Extrait de l'œuvre
Le corps de Prophète
Dans son livre intitulé "Le Charme des après-midi sans fin", Dany Laferrière évoque son enfance à Petit-Goâve, un village d'Haïti. Dans ce passage, le couvre-feu a été déclaré, et des bandes d'hommes armés parcourent la ville, pour frapper, ou tuer, ceux qui ne le respectent pas. Da, la grand-mère du narrateur, s'est enfermée chez elle avec son petit-fils, et Fatal, un ami...
Dix heures du soir. Je vois Da tendre l'oreille.
– On dirait des bruits de pas, dit Da. Tout près d'ici...
Fatal regarde par le trou de la serrure.
– Venez par ici, Da. Venez voir... On dirait qu'ils transportent quelqu'un.
– Mais oui, Fatal, tu as raison.

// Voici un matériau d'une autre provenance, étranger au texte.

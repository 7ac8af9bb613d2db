//! # Purchasing (Stock-In)
//!
//! Receiving a supplier invoice is the only positive stock trigger.
//! Each received line bumps the product's quantity, cost, and
//! last-purchase fields in one pass; the invoice itself is recorded
//! immutably with totals computed at receipt time.

use chrono::Local;
use serde::{Deserialize, Serialize};
use tracing::info;

use pawshop_core::{
    Money, PaymentMethod, PaymentStatus, PurchaseItem, PurchaseRecord, TaxRate,
};

use crate::error::AppResult;
use crate::shop::Shop;

/// One line of an incoming supplier invoice.
#[derive(Debug, Clone, Serialize, Deserialize)]
#[serde(rename_all = "camelCase")]
pub struct PurchaseDraftItem {
    pub product_id: i64,
    pub quantity: i64,
    /// Cost per unit on this invoice.
    pub unit_cost: Money,
}

/// An incoming supplier invoice, before it is applied and recorded.
#[derive(Debug, Clone, Serialize, Deserialize)]
#[serde(rename_all = "camelCase")]
pub struct PurchaseDraft {
    pub supplier_id: String,
    pub invoice_number: String,
    pub items: Vec<PurchaseDraftItem>,
    /// Tax rate on this invoice (varies by supplier).
    pub tax_rate: TaxRate,
    pub payment_method: PaymentMethod,
    pub payment_status: PaymentStatus,
}

impl Shop {
    /// Receives a supplier invoice: validates every reference, then
    /// applies stock and records the purchase. Validation happens
    /// up-front so a bad line leaves nothing half-applied.
    pub fn receive_stock(&mut self, draft: PurchaseDraft) -> AppResult<PurchaseRecord> {
        let supplier_name = self.supplier(&draft.supplier_id)?.name.clone();
        for item in &draft.items {
            self.product(item.product_id)?;
        }

        let today = Local::now().date_naive();
        let mut lines = Vec::with_capacity(draft.items.len());
        let mut subtotal = Money::zero();

        for item in &draft.items {
            let quantity = item.quantity.max(0);
            let line_total = item.unit_cost.multiply_quantity(quantity);
            subtotal += line_total;

            // Stock moves only through the adjust_stock chokepoint.
            self.adjust_stock(item.product_id, quantity)?;

            if let Some(product) = self.products.iter_mut().find(|p| p.id == item.product_id) {
                product.purchase_price = item.unit_cost;
                product.last_purchase_date = Some(today);
                product.last_purchase_quantity = Some(quantity);

                lines.push(PurchaseItem {
                    product_id: product.id,
                    product_name: product.name.clone(),
                    quantity,
                    purchase_price: item.unit_cost,
                    total: line_total,
                });
            }
        }

        let tax = subtotal.calculate_tax(draft.tax_rate);
        let record = PurchaseRecord {
            id: self.counters.next_purchase(),
            supplier_id: draft.supplier_id,
            supplier_name,
            date: today,
            invoice_number: draft.invoice_number,
            items: lines,
            subtotal,
            tax,
            total: subtotal + tax,
            payment_status: draft.payment_status,
            payment_method: draft.payment_method,
        };

        info!(id = %record.id, supplier = %record.supplier_name, total = %record.total, "stock received");
        self.purchases.push(record.clone());
        self.save_products()?;
        self.save_purchases()?;
        self.save_counters()?;
        Ok(record)
    }

    pub fn purchase(&self, id: &str) -> AppResult<&PurchaseRecord> {
        self.purchases
            .iter()
            .find(|p| p.id == id)
            .ok_or_else(|| crate::error::AppError::not_found("Purchase", id))
    }
}

#[cfg(test)]
mod tests {
    use super::*;
    use crate::shop::test_support::*;
    use pawshop_core::{NewSupplier, SupplierStatus};

    fn supplier() -> NewSupplier {
        NewSupplier {
            name: "Pet Supplies Co".to_string(),
            contact: "Alex Doe".to_string(),
            phone: "555 010 0200".to_string(),
            email: String::new(),
            address: String::new(),
            category: "food".to_string(),
            status: SupplierStatus::Active,
            payment_terms: "Net 30".to_string(),
        }
    }

    fn draft(items: Vec<PurchaseDraftItem>) -> PurchaseDraft {
        PurchaseDraft {
            supplier_id: "SUP001".to_string(),
            invoice_number: "INV-7741".to_string(),
            items,
            tax_rate: TaxRate::from_bps(500), // 5% on this invoice
            payment_method: PaymentMethod::Card,
            payment_status: PaymentStatus::Paid,
        }
    }

    #[test]
    fn test_receive_stock_bumps_quantity_and_cost() {
        let (_dir, mut shop) = temp_shop();
        shop.add_supplier(supplier()).unwrap();
        shop.add_product(new_product("Dog Food", "BC001", 2000, 5)).unwrap();

        let record = shop
            .receive_stock(draft(vec![PurchaseDraftItem {
                product_id: 1,
                quantity: 30,
                unit_cost: Money::from_cents(900),
            }]))
            .unwrap();

        assert_eq!(record.id, "PUR001");
        assert_eq!(record.subtotal.cents(), 27000);
        assert_eq!(record.tax.cents(), 1350);
        assert_eq!(record.total.cents(), 28350);

        let product = shop.product(1).unwrap();
        assert_eq!(product.quantity, 35);
        assert_eq!(product.purchase_price.cents(), 900);
        assert_eq!(product.last_purchase_quantity, Some(30));
    }

    #[test]
    fn test_negative_line_quantity_adds_nothing() {
        let (_dir, mut shop) = temp_shop();
        shop.add_supplier(supplier()).unwrap();
        shop.add_product(new_product("Dog Food", "BC001", 2000, 5)).unwrap();

        let record = shop
            .receive_stock(draft(vec![PurchaseDraftItem {
                product_id: 1,
                quantity: -10,
                unit_cost: Money::from_cents(900),
            }]))
            .unwrap();

        // Treated as a zero line, and the shelf count never dips.
        assert_eq!(record.subtotal.cents(), 0);
        assert_eq!(shop.product(1).unwrap().quantity, 5);
        assert_eq!(shop.product(1).unwrap().last_purchase_quantity, Some(0));
    }

    #[test]
    fn test_unknown_product_rejects_whole_invoice() {
        let (_dir, mut shop) = temp_shop();
        shop.add_supplier(supplier()).unwrap();
        shop.add_product(new_product("Dog Food", "BC001", 2000, 5)).unwrap();

        let err = shop
            .receive_stock(draft(vec![
                PurchaseDraftItem {
                    product_id: 1,
                    quantity: 10,
                    unit_cost: Money::from_cents(900),
                },
                PurchaseDraftItem {
                    product_id: 99,
                    quantity: 10,
                    unit_cost: Money::from_cents(900),
                },
            ]))
            .unwrap_err();

        assert_eq!(err.code, crate::error::ErrorCode::NotFound);
        // Nothing was applied.
        assert_eq!(shop.product(1).unwrap().quantity, 5);
        assert!(shop.purchases().is_empty());
    }

    #[test]
    fn test_unknown_supplier_rejected() {
        let (_dir, mut shop) = temp_shop();
        shop.add_product(new_product("Dog Food", "BC001", 2000, 5)).unwrap();

        assert!(shop.receive_stock(draft(vec![])).is_err());
    }
}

C'est un corps qu'il y a dans ce sac.
– Mais qu'est-ce qu'ils sont en train de lui faire ? Ils sont complètement soûls.
Soudain la porte s'ouvre. Da sort sur la galerie. Les deux mains sur les hanches.
– Bandes d'assassins ! Vous n'avez pas le droit de traiter un être humain ainsi. Vous ne respectez rien. Charognards !
Da crache par terre. La lune blafarde. Les visages étonnés du petit groupe de tueurs.
– Si ce n'était pas vous, Da, lance quelqu'un dont le visage est caché sous une cagoule.
– Vous ne me faites pas peur, bande de lâches. Qu'est-ce que vous voulez encore à ce malheureux ?
– Vous le voulez, Da ? dit un grand type, en lançant le sac sur notre galerie.
Et ils continuent leur chemin en gueulant des chants obscènes.
– Ils sont soûls en plus, dit Da en se tournant vers Fatal qui grelotte encore de peur.
– Da, dit Fatal, vous venez juste de me dire de ne pas faire de bêtise.
Da regarde Fatal droit dans les yeux. Je ne l'ai jamais vue aussi déterminée.
– Je suis une vieille femme qui a fini d'acheter et de vendre dans ce bas monde. Je n'ai pas peur de mourir. La politique ne m'intéresse pas, mais je ne peux pas supporter l'injustice. Maintenant, venez m'aider à transporter ce malheureux à l'intérieur.
On place le corps sur le petit lit du salon. Fatal le sort du sac.
– Je le connais, dit Da, c'est Prophète, un homme de Deuxième-Plaine.
Je n'ai pas attendu qu'on me le demande pour aller chercher de l'eau et une serviette blanche. Da nettoie doucement le visage ensanglanté de l'homme. Je cours remplir le pot à nouveau. Da le lave complètement avec la serviette mouillée, et lui fait sentir un peu de camphre pour le faire revenir à lui. Rien.
– Il a reçu trop de coups sur la tête, dit Fatal.
– Au moins, il respire, dit Da.
– Qu'est-ce qu'on peut faire ? demande Fatal.
– Il faut attendre, dit Da. Il ne faut surtout pas qu'il s'endorme... Je vais lui faire une compresse avec du marc de café.
Dany Laferrière, "Le Charme des après-midi sans fin", Éditions Le Serpent à plumes, 1998, p. 201-203.